A
Mercado Aberto de Porto Alegre acaba de publicar História de um louco amor de
Horacio Quiroga . O
romance foi publicado no ano de 1908, em
Buenos Aires. Como o titulo o indica é a história de um amor e de um amor que,
no original (Historia de un amor turbio
) o adjetivo qualifica de turvo, conturbado, confuso e não louco como quer o
tradutor. Rohán, o personagem masculino corteja Mercedes, provocando o amor de
Eglé, então menina de oito anos. Uma
longa ausência interrompe esses afetos e, oito anos depois, irá cortejar Eglé
embora continue no jogo de sedução, do
qual não estão ausentes os beijos com Mercedes. O romance com Eglé fracassa e,
novamente, ele se afasta. Outros anos se passam, agora dez e, numa visita que
faz às irmãs, comprova que se tonou impossível reviver o amor que havia
sentido.
Na
verdade, mais do que uma história de amor talvez fosse preferível dizer que se
trata de um esboçar das relações que Rohán institui com o amor. Relações que se apresentam, sempre,
equívocas.
Não
há um só diálogo em que as almas se mostrem transparentes. As palavras são
sempre dúbias e estabelecem o ponto de vista narrativo em que o leitor
permanece à margem do desejo, dos sentimentos, do pensar do personagem.
Primeiro,
Rohán se insinua para Mercedes e nas freqüentes visitas surgem momentos que se
aproximam de uma declaração de amor. No
entanto, dela, ambos como que fazem
questão de fugir. Depois, a beleza de Eglé, adolescente, o atrai e o leva
a uma aproximação que será todo um
itinerário de percalços amorosos: palavras caladas, outras mal interpretadas ou
dissimulando sentimentos ou trapaceando para escondê-los. São gestos apenas
percebidos – pálpebras que estremecem, um olhar que se perde, um movimento
impaciente – insinuando emoções.
Pode
acontecer que Rohán acredite amar Mercedes para , imediatamente, sentir que seu
amor é por Eglé. Mas, esse amor por ela é cheio de dúvidas e inseguranças e
preconceitos que se mesclam a sentimentos de impaciência, aborrecimento,
gratidão, pena, ciúmes e ódio e que irá se deteriorar até um rompimento
inesperado e definitivo.
Constituído
de pequenos momentos, de rápidas cenas amorosas e, sobretudo, dos estados de
alma de Rohán, Historia de un amor
turbio é, principalmente, o belo e profundo estudo de um perfil masculino.

E
isto talvez não tenha sido entendido pelos seus contemporâneos. A crítica
latino-americana da época houve por bem afirmar que Horacio Quiroga foi um mau
romancista e tanto Historia de un amor
turbio como Pasado amor (1926)
foram relegados diante das qualidades atribuídas a seus contos.

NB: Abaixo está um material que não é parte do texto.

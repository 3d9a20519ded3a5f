use crate::cache::SourceEntry;
use crate::resolver::{Condition, PathExpr};
use std::collections::BTreeMap;

/// `playbook_file` value that asks for a generated playbook
pub const SYNTHESIZE_SENTINEL: &str = ".";

/// Parsed role descriptor (`role.yml`)
#[derive(Debug, Clone)]
pub struct RoleDefinition {
    pub playbook_src_paths: Vec<SourceEntry>,
    pub playbook_path: String,
    pub playbook_file: PlaybookFile,
    pub attribute_map: Vec<ValueMapping>,
    pub inventory_map: Vec<ValueMapping>,
    pub role_group_map: BTreeMap<String, Vec<String>>,
    pub role_tag_map: BTreeMap<String, Vec<String>>,
    pub role_role_map: BTreeMap<String, Vec<String>>,
    pub playbook_src_setup: Vec<String>,
}

impl RoleDefinition {
    pub fn groups_for(&self, role: &str) -> Option<&[String]> {
        self.role_group_map.get(role).map(Vec::as_slice)
    }

    pub fn tags_for(&self, role: &str) -> Option<&[String]> {
        self.role_tag_map.get(role).map(Vec::as_slice)
    }

    pub fn sub_roles_for(&self, role: &str) -> Option<&[String]> {
        self.role_role_map.get(role).map(Vec::as_slice)
    }
}

#[derive(Debug, Clone, PartialEq, Eq)]
pub enum PlaybookFile {
    /// Build `cluster.yml` from the group and sub-role maps
    Synthesize,
    Named(String),
}

impl PlaybookFile {
    pub fn from_descriptor(value: &str) -> Self {
        if value == SYNTHESIZE_SENTINEL {
            Self::Synthesize
        } else {
            Self::Named(value.to_string())
        }
    }
}

/// One `{name, path, when}` entry of `inventory_map` or `attribute_map`.
///
/// `name` is the expression to resolve, `path` where the value lands (an
/// inventory variable name or a data path), `when` an optional guard.
#[derive(Debug, Clone)]
pub struct ValueMapping {
    pub name: PathExpr,
    pub path: String,
    pub when: Option<Condition>,
}

impl ValueMapping {
    pub fn parse(name: &str, path: impl Into<String>, when: Option<&str>) -> Self {
        Self {
            name: PathExpr::parse(name),
            path: path.into(),
            when: when.map(Condition::parse),
        }
    }
}
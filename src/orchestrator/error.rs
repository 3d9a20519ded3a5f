use crate::cache::{CacheError, SetupActionError, SourceError};
use crate::runtime::ProcessError;
use crate::state::StoreError;
use thiserror::Error;

#[derive(Debug, Error)]
pub enum ConfigError {
    #[error("Could not find playbook scripts for role {role} in {path}")]
    MissingScripts { role: String, path: String },

    #[error("Could not read role descriptor {path}: {source}")]
    MissingDescriptor {
        path: String,
        #[source]
        source: std::io::Error,
    },

    #[error("Invalid role descriptor {path}: {reason}")]
    InvalidDescriptor { path: String, reason: String },

    #[error("Missing {field} in {path}")]
    MissingField { field: &'static str, path: String },

    #[error("Invalid {field} in {path}: {reason}")]
    InvalidField {
        field: &'static str,
        path: String,
        reason: String,
    },

    #[error("Missing role_role_map entry for role {role} in {path}; needed to synthesize a playbook")]
    MissingRoleMap { role: String, path: String },

    #[error("Invalid settings file {path}: {reason}")]
    Settings { path: String, reason: String },
}

#[derive(Debug, Error)]
pub enum ArtifactError {
    #[error("Failed to create run directory under {path}: {source}")]
    CreateDir {
        path: String,
        #[source]
        source: std::io::Error,
    },

    #[error("Failed to write {path}: {source}")]
    Write {
        path: String,
        #[source]
        source: std::io::Error,
    },

    #[error("Failed to serialize {what}: {reason}")]
    Serialize { what: &'static str, reason: String },

    #[error("Failed to write playbook {path}: {reason}")]
    Playbook { path: String, reason: String },
}

#[derive(Debug, Error)]
pub enum ExecutionError {
    #[error("Playbook tool {program} not found: {reason}")]
    ToolNotFound { program: String, reason: String },

    #[error("Running: {command}\nPlaybook run for {role} on {node} failed! (status = {status})\nOut: {stdout}\nErr: {stderr}")]
    Failed {
        command: String,
        role: String,
        node: String,
        status: String,
        stdout: String,
        stderr: String,
    },

    #[error(transparent)]
    Spawn(#[from] ProcessError),
}

/// Anything that aborts a playbook run
#[derive(Debug, Error)]
pub enum RunError {
    #[error(transparent)]
    Config(#[from] ConfigError),

    #[error(transparent)]
    Source(#[from] SourceError),

    #[error(transparent)]
    SetupAction(#[from] SetupActionError),

    #[error(transparent)]
    Artifact(#[from] ArtifactError),

    #[error(transparent)]
    Execution(#[from] ExecutionError),

    #[error("Deployment store error: {0}")]
    Store(#[from] StoreError),
}

impl From<CacheError> for RunError {
    fn from(error: CacheError) -> Self {
        match error {
            CacheError::Source(e) => Self::Source(e),
            CacheError::SetupAction(e) => Self::SetupAction(e),
        }
    }
}
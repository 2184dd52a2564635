//! hfmd CLI - Download models and datasets from a Hugging Face hub
//!
//! Lists repository files, lets the user pick which ones to fetch and
//! downloads them with resumable, concurrent transfers.

mod commands;
mod output;
mod progress;
mod select;

use anyhow::Result;
use clap::{Args, Parser, Subcommand};
use hfmd_core::{HfmdCore, Storage};
use std::path::PathBuf;
use std::process::ExitCode;
use tracing_subscriber::{layer::SubscriberExt, util::SubscriberInitExt, EnvFilter};

/// hfmd - Hugging Face model and dataset downloader
#[derive(Parser)]
#[command(name = "hfmd")]
#[command(author, version, about, long_about = None)]
#[command(propagate_version = true)]
struct Cli {
    /// Data directory for hfmd settings
    #[arg(long, env = "HFMD_DATA_DIR", global = true)]
    data_dir: Option<PathBuf>,

    /// Hub endpoint, overrides the configured one
    #[arg(long, env = "HF_ENDPOINT", global = true)]
    endpoint: Option<String>,

    /// Access token for gated or private repositories
    #[arg(long, env = "HF_TOKEN", hide_env_values = true, global = true)]
    token: Option<String>,

    /// Output format
    #[arg(long, default_value = "human", global = true)]
    output: OutputFormat,

    /// Verbose output
    #[arg(short, long, global = true)]
    verbose: bool,

    #[command(subcommand)]
    command: Commands,
}

#[derive(Clone, Copy, Debug, PartialEq, Eq, clap::ValueEnum)]
enum OutputFormat {
    Human,
    Json,
    Table,
}

/// Repository addressing shared by every repository command
#[derive(Args, Clone, Debug)]
struct RepoArgs {
    /// Repository id, e.g. `google-bert/bert-base-uncased`
    repo: String,

    /// Treat the repository as a dataset
    #[arg(long)]
    dataset: bool,

    /// Branch, tag or commit (defaults to the configured revision)
    #[arg(short, long)]
    revision: Option<String>,
}

#[derive(Subcommand)]
enum Commands {
    /// Search models or datasets
    Search {
        /// Free-text query
        query: Option<String>,

        /// Search datasets instead of models
        #[arg(long)]
        datasets: bool,

        /// Only repositories owned by this user or organisation
        #[arg(short, long)]
        author: Option<String>,

        /// Sort key, e.g. downloads, likes, lastModified
        #[arg(short, long, default_value = "downloads")]
        sort: String,

        /// Maximum number of results
        #[arg(short, long, default_value_t = 20)]
        limit: u32,
    },

    /// List the files of a repository
    Files {
        #[command(flatten)]
        target: RepoArgs,
    },

    /// Print the repository card (README.md)
    Card {
        #[command(flatten)]
        target: RepoArgs,
    },

    /// Download files of a repository
    Download {
        #[command(flatten)]
        target: RepoArgs,

        /// Destination directory (defaults to <default_destination>/<repo>)
        #[arg(short = 'o', long = "out-dir")]
        out_dir: Option<PathBuf>,

        /// Download every file without asking
        #[arg(long, conflicts_with = "include")]
        all: bool,

        /// Download files whose path contains this text (repeatable)
        #[arg(short, long)]
        include: Vec<String>,

        /// Maximum simultaneous transfers (0 = unlimited)
        #[arg(short, long)]
        jobs: Option<u32>,
    },

    /// Show/update settings
    Config {
        #[command(subcommand)]
        action: Option<ConfigAction>,
    },

    /// Generate shell completions
    Completions {
        /// Shell to generate completions for
        shell: clap_complete::Shell,
    },
}

#[derive(Subcommand)]
enum ConfigAction {
    /// Get a config value
    Get {
        /// Config key
        key: String,
    },

    /// Set a config value
    Set {
        /// Config key
        key: String,

        /// Config value
        value: String,
    },

    /// Show all config
    Show,

    /// Reset to defaults
    Reset,
}

fn init_logging(verbose: bool) {
    let default = if verbose {
        "warn,hfmd_core=debug,hfmd_cli=debug"
    } else {
        "warn"
    };
    let filter = EnvFilter::try_from_default_env().unwrap_or_else(|_| EnvFilter::new(default));

    // stderr keeps stdout clean for --output json
    tracing_subscriber::registry()
        .with(tracing_subscriber::fmt::layer().with_writer(std::io::stderr))
        .with(filter)
        .init();
}

#[tokio::main]
async fn main() -> Result<ExitCode> {
    let cli = Cli::parse();
    init_logging(cli.verbose);

    if let Commands::Completions { shell } = cli.command {
        use clap::CommandFactory;
        clap_complete::generate(shell, &mut Cli::command(), "hfmd", &mut std::io::stdout());
        return Ok(ExitCode::SUCCESS);
    }

    // Determine data directory
    let data_dir = cli.data_dir.unwrap_or_else(|| {
        dirs::data_dir()
            .map(|d| d.join("hfmd"))
            .unwrap_or_else(|| PathBuf::from(".hfmd"))
    });

    // Persisted settings plus per-invocation overrides
    let storage = Storage::new(data_dir).await?;
    let mut settings = storage.load_settings().await?;
    if let Some(endpoint) = cli.endpoint {
        settings.endpoint = endpoint;
    }
    if let Some(token) = cli.token.filter(|t| !t.is_empty()) {
        settings.token = Some(token);
    }
    let core = HfmdCore::with_settings(storage, settings)?;

    match cli.command {
        Commands::Search {
            query,
            datasets,
            author,
            sort,
            limit,
        } => commands::search(&core, query, datasets, author, sort, limit, cli.output).await?,

        Commands::Files { target } => commands::list_files(&core, target, cli.output).await?,

        Commands::Card { target } => commands::show_card(&core, target, cli.output).await?,

        Commands::Download {
            target,
            out_dir,
            all,
            include,
            jobs,
        } => {
            let selection = select::Selection::from_flags(all, include);
            return commands::download(&core, target, out_dir, selection, jobs, cli.output).await;
        }

        Commands::Config { action } => commands::config_action(&core, action, cli.output).await?,

        Commands::Completions { .. } => {}
    }

    Ok(ExitCode::SUCCESS)
}
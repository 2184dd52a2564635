//! Transfer engine - resumable concurrent file downloads
//!
//! - Partial files staged next to their destination, renamed when complete
//! - One task per file, optional concurrency cap
//! - Single job-wide cancellation token
//! - Byte-level progress through a narrow sink trait

mod coordinator;
mod partial_store;
mod progress;
mod transfer_task;

pub use coordinator::*;
pub use partial_store::*;
pub use progress::*;
pub use transfer_task::*;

No entanto, já em 1968, Emir Rodriguez Monegal no Prólogo ao romance, edição do Ministério da Cultura do Uruguai, tenta uma reconsideração de seu juízo crítico que baseia em aproximações com aspectos da biografia de Horacio Quiroga. Embora sem ter tido seguidores, seu estudo significou um breve alerta porque uma análise mais cuidadosa dessas duas obras evidencia-lhes atributos que foram ignorados por aqueles que sobre elas opinaram apressada ou inadequadamente.
Agora,
aos noventa anos de publicada, Historia de un amor turbio, ao ser
traduzida para o português, atravessou fronteiras. Vista por outros olhos e
numa outra época receberá apreciações que irão instituir uma mudança no seu
destino. Certamente, não mais se
apresentará como o de uma obra menor.